* _Task details_
Wherever "ResolverConfig" appears in the records below, copy the line that holds it.

Stored items:
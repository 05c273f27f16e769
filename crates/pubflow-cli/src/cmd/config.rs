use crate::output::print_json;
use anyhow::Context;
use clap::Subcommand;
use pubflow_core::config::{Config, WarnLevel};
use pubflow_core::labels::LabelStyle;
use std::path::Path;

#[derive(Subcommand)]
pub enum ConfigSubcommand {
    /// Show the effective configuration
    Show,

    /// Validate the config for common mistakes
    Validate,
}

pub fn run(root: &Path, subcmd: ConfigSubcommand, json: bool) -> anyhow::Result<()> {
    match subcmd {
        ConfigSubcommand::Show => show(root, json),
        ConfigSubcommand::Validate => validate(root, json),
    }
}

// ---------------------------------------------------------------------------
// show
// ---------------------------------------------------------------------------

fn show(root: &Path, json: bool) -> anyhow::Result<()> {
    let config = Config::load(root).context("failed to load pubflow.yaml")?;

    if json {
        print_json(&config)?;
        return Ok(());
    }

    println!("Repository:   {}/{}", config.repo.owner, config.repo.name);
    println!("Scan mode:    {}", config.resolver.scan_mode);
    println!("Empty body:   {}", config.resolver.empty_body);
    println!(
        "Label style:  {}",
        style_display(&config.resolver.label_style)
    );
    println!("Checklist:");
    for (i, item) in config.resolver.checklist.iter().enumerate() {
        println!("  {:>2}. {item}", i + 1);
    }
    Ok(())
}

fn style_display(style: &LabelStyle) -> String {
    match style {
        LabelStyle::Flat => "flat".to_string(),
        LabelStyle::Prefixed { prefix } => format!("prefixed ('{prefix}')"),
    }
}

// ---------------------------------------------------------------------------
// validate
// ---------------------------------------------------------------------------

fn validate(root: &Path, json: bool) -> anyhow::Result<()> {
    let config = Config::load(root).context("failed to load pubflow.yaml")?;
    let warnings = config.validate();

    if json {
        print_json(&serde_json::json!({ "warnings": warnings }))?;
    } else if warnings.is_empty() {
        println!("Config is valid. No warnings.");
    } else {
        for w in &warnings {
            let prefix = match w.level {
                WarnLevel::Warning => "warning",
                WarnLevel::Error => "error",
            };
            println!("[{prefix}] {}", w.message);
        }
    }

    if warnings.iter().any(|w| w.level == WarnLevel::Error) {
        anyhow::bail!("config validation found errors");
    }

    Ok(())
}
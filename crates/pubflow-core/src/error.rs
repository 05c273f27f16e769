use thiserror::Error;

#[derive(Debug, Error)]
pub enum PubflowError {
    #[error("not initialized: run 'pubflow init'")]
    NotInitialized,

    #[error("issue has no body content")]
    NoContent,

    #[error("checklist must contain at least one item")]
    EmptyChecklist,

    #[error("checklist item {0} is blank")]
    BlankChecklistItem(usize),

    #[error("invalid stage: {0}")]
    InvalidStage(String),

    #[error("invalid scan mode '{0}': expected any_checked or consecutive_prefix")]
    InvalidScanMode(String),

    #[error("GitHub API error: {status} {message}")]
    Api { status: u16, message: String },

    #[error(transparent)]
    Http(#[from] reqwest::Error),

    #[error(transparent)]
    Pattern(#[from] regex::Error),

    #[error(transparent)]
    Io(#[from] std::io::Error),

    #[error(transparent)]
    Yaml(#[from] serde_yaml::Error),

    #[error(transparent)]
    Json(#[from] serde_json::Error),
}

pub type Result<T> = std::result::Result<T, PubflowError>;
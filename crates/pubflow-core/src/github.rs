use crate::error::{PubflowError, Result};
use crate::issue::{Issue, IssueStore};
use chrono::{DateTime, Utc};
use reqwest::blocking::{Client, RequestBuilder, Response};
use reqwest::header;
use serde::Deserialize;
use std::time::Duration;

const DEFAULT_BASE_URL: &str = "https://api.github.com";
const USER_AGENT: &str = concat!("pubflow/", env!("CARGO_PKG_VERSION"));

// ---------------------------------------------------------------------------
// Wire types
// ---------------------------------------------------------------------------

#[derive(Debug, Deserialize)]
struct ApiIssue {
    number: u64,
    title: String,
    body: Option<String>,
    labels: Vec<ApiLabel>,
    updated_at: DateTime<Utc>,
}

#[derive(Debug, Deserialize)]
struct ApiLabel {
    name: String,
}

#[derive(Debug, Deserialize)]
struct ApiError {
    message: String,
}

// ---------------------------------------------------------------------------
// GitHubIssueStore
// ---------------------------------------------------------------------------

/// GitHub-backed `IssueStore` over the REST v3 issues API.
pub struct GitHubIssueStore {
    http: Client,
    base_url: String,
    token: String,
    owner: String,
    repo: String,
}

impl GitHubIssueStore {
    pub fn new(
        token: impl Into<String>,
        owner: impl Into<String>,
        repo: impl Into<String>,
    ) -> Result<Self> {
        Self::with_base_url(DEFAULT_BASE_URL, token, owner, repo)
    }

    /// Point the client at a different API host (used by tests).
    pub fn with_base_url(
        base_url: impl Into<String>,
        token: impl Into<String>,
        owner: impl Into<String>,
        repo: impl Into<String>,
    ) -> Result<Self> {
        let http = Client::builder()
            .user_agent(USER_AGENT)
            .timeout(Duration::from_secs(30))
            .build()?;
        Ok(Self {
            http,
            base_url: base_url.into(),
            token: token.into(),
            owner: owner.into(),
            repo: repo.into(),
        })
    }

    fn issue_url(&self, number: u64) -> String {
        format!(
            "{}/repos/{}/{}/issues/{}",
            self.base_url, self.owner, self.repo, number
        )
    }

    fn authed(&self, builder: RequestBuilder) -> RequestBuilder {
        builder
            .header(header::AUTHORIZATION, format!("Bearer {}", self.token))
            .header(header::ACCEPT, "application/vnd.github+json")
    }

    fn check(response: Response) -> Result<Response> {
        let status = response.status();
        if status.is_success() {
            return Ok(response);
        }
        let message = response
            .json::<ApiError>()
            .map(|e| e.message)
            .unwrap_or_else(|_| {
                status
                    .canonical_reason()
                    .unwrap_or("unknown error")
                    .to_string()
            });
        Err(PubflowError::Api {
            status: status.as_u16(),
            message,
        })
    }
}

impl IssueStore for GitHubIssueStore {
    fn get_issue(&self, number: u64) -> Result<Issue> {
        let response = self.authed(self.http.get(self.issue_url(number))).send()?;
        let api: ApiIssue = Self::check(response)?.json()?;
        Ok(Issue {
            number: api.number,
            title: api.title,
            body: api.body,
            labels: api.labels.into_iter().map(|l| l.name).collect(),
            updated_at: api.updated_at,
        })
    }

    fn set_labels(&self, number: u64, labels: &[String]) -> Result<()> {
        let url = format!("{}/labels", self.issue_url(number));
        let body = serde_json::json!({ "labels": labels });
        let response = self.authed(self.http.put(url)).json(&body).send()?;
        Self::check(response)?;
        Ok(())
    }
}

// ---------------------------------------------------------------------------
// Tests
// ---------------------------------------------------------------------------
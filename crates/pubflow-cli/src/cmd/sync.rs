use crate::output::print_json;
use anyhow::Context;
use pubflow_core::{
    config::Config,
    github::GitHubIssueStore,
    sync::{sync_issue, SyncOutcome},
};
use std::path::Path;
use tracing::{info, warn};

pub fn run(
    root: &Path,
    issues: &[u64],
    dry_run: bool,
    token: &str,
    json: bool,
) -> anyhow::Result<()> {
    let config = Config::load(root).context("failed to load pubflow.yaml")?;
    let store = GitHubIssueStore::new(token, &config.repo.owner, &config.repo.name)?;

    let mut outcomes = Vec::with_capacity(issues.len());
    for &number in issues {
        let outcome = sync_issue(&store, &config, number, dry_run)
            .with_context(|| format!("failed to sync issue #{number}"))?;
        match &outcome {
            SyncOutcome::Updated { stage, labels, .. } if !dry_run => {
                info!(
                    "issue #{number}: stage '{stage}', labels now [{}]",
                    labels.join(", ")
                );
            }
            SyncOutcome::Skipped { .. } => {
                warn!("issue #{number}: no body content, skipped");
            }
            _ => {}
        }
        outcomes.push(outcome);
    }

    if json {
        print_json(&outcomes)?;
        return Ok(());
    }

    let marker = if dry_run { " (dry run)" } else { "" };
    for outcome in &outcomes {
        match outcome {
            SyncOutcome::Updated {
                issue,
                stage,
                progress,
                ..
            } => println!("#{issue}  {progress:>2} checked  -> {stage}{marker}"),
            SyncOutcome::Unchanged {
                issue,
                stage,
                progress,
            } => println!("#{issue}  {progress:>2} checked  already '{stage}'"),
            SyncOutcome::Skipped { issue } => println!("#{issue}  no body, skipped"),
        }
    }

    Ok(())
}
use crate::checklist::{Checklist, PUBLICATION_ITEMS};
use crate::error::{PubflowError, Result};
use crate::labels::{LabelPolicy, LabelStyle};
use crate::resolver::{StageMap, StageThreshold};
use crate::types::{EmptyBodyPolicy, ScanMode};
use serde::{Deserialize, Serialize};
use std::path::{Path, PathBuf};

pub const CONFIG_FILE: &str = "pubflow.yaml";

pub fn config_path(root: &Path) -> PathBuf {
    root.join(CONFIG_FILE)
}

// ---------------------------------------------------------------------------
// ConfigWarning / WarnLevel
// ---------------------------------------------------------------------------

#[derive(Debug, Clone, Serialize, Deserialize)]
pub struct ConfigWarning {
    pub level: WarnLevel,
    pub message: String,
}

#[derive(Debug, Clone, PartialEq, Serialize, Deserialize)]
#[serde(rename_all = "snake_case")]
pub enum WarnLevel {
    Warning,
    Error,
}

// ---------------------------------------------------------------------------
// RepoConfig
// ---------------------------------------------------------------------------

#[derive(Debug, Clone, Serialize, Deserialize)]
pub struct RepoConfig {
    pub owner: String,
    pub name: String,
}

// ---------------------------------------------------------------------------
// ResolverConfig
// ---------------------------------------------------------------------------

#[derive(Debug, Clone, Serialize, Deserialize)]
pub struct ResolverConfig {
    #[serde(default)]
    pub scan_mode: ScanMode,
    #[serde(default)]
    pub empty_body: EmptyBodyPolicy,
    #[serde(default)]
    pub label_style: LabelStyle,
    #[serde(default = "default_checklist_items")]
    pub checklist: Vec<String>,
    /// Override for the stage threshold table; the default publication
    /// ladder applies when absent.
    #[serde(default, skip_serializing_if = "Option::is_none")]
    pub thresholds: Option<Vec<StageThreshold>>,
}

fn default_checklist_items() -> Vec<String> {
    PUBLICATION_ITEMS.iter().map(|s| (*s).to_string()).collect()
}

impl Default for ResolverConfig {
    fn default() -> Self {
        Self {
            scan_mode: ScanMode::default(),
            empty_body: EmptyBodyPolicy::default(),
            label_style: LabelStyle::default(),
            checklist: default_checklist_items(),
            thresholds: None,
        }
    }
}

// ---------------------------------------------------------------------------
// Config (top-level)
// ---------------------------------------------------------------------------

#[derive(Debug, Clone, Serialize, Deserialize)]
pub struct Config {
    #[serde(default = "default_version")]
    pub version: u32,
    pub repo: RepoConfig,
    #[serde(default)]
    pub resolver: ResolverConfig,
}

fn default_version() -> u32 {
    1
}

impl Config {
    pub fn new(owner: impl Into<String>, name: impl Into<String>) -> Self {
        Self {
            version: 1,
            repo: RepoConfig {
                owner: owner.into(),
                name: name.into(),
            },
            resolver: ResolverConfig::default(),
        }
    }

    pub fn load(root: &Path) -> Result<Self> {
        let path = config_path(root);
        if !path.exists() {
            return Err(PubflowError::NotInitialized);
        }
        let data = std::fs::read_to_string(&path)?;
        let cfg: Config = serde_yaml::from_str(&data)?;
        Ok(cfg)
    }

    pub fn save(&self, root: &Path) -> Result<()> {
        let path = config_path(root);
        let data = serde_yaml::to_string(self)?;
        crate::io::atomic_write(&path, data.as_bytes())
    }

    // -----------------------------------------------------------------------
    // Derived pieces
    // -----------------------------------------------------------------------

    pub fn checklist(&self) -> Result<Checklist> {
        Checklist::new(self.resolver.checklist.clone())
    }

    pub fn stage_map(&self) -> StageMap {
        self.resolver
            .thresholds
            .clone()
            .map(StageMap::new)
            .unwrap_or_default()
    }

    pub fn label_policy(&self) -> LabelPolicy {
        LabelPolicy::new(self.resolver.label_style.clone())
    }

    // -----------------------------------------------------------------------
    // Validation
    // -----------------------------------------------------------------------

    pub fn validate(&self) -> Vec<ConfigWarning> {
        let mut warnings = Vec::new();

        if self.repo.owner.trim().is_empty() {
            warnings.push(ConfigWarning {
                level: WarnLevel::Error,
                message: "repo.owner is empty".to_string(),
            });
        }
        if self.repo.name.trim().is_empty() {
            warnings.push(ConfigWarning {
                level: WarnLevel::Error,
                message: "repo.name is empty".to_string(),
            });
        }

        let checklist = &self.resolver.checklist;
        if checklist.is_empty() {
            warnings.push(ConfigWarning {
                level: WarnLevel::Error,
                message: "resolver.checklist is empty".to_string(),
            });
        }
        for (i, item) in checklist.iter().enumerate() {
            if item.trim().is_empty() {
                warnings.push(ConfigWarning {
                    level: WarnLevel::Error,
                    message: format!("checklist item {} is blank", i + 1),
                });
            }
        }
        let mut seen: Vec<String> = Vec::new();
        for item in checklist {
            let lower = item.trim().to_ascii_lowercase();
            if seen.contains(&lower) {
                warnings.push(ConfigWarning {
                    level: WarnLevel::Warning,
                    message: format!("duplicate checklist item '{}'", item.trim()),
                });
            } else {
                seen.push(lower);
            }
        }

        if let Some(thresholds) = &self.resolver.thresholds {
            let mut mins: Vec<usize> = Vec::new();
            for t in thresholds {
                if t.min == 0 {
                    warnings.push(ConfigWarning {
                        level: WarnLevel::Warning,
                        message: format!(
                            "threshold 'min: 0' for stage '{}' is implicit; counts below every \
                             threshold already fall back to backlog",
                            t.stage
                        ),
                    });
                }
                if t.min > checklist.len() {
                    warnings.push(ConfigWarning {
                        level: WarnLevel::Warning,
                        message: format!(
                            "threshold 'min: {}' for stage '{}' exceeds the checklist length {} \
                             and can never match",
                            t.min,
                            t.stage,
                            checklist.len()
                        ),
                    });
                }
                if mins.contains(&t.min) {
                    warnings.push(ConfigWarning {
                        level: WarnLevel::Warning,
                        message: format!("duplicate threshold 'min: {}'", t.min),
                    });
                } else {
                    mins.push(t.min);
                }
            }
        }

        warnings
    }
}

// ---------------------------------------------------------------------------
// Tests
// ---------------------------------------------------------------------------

* _Task solution_
// ResolverConfig
pub struct ResolverConfig {
impl Default for ResolverConfig {
    pub resolver: ResolverConfig,
            resolver: ResolverConfig::default(),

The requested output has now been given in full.